╭─ DATA

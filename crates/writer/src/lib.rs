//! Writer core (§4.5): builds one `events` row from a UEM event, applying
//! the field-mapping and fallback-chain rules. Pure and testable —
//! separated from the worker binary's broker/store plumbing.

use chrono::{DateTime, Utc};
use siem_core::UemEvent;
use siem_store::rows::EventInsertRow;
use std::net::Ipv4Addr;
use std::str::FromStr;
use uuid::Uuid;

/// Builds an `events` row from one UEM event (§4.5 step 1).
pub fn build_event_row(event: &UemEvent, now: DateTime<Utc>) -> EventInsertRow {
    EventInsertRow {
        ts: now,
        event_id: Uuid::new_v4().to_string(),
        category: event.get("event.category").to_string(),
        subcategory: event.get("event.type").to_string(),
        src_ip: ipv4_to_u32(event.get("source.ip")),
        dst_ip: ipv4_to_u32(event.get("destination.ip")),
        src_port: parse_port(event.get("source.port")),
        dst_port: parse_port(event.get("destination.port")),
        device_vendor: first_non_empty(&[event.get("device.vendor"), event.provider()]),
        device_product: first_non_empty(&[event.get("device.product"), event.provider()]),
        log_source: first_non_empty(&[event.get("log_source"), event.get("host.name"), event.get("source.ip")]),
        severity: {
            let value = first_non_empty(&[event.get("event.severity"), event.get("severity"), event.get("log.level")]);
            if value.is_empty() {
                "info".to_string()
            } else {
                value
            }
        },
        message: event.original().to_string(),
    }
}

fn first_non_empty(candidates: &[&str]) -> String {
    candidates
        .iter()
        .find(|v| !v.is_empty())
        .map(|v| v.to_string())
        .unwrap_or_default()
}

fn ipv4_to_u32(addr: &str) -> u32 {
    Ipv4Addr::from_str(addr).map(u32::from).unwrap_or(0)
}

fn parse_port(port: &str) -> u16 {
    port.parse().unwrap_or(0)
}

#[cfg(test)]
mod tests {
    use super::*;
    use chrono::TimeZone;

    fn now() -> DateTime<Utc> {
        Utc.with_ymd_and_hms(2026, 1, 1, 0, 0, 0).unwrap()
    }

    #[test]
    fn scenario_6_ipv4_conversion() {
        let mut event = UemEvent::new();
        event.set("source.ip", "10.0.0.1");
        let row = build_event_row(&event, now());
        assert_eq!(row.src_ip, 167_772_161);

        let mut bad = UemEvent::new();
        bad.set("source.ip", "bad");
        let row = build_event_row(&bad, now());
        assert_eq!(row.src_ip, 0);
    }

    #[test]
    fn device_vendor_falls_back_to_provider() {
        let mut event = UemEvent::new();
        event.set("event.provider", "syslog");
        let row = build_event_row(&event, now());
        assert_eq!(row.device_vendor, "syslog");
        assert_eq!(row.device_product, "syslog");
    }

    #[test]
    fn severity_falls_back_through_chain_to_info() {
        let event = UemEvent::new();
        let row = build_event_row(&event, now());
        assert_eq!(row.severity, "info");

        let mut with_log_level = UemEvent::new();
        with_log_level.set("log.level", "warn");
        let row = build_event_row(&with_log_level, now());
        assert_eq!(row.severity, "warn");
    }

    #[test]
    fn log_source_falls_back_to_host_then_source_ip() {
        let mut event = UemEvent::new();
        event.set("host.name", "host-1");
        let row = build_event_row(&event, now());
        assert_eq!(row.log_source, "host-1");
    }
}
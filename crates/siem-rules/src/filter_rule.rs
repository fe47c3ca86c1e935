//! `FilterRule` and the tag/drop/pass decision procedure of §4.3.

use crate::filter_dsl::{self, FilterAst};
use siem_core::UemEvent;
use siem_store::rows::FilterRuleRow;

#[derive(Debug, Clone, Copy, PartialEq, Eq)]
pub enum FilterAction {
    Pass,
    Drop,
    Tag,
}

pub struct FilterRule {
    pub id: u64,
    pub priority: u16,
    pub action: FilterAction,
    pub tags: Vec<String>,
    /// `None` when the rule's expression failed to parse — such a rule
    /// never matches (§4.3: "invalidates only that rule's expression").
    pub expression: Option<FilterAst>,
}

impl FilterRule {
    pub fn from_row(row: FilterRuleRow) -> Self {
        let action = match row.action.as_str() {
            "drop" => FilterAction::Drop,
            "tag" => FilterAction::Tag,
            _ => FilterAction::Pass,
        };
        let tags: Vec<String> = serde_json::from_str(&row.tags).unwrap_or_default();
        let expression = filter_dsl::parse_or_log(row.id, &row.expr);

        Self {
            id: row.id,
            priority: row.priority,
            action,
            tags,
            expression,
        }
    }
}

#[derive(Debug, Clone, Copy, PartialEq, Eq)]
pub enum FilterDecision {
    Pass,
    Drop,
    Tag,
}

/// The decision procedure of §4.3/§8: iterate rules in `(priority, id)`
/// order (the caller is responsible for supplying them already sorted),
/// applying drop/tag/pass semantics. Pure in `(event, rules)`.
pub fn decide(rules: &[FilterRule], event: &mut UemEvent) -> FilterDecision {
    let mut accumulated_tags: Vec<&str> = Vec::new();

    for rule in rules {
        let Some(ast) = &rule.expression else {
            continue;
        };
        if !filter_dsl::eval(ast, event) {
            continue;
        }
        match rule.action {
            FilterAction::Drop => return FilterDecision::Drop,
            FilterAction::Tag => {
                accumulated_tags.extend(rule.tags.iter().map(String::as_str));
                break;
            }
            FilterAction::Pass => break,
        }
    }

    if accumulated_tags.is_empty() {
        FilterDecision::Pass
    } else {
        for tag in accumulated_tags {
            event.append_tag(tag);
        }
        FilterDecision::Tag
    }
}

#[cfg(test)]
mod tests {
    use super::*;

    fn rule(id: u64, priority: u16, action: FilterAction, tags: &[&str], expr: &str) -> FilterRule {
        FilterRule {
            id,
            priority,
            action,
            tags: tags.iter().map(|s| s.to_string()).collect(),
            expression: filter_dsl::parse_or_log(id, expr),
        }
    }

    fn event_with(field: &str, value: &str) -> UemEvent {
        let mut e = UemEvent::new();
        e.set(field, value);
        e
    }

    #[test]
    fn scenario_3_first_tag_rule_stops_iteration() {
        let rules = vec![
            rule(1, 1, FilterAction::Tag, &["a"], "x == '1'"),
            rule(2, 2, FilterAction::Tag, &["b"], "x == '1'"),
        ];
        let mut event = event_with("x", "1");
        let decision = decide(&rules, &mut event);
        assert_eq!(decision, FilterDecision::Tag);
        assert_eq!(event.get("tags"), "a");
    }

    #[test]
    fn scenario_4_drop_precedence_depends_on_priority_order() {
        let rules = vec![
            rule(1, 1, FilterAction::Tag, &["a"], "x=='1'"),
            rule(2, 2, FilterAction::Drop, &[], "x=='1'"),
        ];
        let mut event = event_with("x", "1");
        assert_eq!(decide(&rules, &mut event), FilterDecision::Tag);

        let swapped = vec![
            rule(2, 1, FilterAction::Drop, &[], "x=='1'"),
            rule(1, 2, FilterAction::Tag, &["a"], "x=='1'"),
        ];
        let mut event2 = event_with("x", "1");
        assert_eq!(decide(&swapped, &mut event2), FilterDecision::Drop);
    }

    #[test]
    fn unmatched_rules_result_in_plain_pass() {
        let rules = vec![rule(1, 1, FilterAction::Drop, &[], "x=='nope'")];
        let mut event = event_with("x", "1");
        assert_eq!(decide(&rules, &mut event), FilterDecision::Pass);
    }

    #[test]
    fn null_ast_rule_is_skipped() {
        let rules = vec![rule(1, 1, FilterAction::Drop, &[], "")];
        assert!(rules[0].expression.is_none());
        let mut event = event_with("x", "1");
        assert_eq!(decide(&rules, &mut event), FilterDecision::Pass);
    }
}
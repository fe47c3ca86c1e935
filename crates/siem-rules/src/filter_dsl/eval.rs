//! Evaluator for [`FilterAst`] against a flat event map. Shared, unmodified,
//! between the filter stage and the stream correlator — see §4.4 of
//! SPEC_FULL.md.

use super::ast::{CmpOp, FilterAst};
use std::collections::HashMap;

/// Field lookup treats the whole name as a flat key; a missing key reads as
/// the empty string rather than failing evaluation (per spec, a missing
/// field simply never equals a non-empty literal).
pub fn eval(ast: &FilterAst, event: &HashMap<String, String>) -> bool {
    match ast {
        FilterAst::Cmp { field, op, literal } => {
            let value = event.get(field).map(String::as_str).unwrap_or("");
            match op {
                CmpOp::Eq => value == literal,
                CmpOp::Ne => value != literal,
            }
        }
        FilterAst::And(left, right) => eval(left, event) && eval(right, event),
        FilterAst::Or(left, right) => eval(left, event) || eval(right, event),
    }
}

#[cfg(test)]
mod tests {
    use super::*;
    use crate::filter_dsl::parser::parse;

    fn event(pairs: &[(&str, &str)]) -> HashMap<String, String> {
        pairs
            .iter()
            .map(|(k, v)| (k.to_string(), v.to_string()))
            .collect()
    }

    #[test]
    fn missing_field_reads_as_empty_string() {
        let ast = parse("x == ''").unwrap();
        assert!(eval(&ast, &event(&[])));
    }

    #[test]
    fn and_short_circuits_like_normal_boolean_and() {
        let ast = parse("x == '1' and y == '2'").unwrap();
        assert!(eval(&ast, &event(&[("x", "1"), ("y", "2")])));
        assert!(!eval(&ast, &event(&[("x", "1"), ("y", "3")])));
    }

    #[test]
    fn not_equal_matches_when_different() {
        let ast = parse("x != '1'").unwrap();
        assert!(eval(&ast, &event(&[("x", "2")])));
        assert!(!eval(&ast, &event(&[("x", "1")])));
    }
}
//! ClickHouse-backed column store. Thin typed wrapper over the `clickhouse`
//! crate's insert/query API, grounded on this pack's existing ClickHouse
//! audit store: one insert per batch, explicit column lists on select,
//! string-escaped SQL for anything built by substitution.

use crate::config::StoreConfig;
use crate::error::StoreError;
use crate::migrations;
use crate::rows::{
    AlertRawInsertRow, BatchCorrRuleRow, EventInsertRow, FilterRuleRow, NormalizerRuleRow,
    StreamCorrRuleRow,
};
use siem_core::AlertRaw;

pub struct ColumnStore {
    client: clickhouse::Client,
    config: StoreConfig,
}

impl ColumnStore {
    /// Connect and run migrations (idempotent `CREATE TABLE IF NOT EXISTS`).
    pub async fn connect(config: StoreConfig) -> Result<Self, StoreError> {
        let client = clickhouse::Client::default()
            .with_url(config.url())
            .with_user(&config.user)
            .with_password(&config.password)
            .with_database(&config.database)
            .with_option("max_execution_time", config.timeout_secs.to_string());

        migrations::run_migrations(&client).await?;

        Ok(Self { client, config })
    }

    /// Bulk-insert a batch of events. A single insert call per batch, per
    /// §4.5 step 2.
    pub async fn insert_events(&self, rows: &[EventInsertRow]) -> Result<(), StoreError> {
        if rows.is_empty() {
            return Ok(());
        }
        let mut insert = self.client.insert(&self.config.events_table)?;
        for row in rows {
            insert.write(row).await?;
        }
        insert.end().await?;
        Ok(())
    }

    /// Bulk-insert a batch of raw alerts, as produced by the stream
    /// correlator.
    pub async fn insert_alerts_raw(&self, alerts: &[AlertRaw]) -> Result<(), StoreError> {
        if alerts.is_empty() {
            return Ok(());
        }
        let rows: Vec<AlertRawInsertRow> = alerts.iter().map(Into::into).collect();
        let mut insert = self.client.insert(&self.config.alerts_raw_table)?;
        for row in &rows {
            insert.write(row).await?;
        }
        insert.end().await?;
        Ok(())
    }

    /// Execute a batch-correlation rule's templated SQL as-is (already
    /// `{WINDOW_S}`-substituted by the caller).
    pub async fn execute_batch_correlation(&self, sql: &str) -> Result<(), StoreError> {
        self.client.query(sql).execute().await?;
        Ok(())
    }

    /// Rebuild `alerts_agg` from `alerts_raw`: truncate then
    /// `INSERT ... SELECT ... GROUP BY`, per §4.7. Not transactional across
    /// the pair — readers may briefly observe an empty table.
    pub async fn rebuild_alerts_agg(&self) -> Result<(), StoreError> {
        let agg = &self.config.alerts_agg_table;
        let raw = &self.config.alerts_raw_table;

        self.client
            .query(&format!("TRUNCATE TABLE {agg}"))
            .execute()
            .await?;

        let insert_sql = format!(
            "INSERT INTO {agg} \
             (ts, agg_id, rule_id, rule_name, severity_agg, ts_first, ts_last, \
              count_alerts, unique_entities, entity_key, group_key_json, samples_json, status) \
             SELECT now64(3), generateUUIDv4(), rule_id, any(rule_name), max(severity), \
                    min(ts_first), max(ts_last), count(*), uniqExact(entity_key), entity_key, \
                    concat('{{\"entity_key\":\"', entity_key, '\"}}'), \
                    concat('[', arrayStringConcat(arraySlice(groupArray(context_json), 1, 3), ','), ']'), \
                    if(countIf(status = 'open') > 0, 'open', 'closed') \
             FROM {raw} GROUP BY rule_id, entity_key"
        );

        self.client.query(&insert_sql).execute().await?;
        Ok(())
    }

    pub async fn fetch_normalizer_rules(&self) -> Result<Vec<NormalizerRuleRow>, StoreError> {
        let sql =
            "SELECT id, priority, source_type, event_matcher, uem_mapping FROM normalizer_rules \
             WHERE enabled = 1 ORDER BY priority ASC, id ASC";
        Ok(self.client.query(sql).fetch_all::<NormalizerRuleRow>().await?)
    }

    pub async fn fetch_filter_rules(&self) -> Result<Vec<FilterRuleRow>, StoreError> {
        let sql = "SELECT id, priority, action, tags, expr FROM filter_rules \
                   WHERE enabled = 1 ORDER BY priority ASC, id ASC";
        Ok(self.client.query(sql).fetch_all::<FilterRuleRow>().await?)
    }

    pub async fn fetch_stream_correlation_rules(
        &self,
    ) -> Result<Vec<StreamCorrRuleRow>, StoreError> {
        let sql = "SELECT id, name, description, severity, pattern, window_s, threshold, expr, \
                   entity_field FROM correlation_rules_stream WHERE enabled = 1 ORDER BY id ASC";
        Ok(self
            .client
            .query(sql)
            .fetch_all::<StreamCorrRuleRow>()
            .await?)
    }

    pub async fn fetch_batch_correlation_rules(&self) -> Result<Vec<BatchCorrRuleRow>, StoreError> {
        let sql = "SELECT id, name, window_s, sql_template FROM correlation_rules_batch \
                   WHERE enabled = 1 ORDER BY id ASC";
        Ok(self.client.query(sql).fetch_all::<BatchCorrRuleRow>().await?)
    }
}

╰─

ABOUT THIS EXERCISE: Name the number of lines in the listing that contain the word "UemEvent", and only that number.

ANSWER TO THE PROBLEM: 12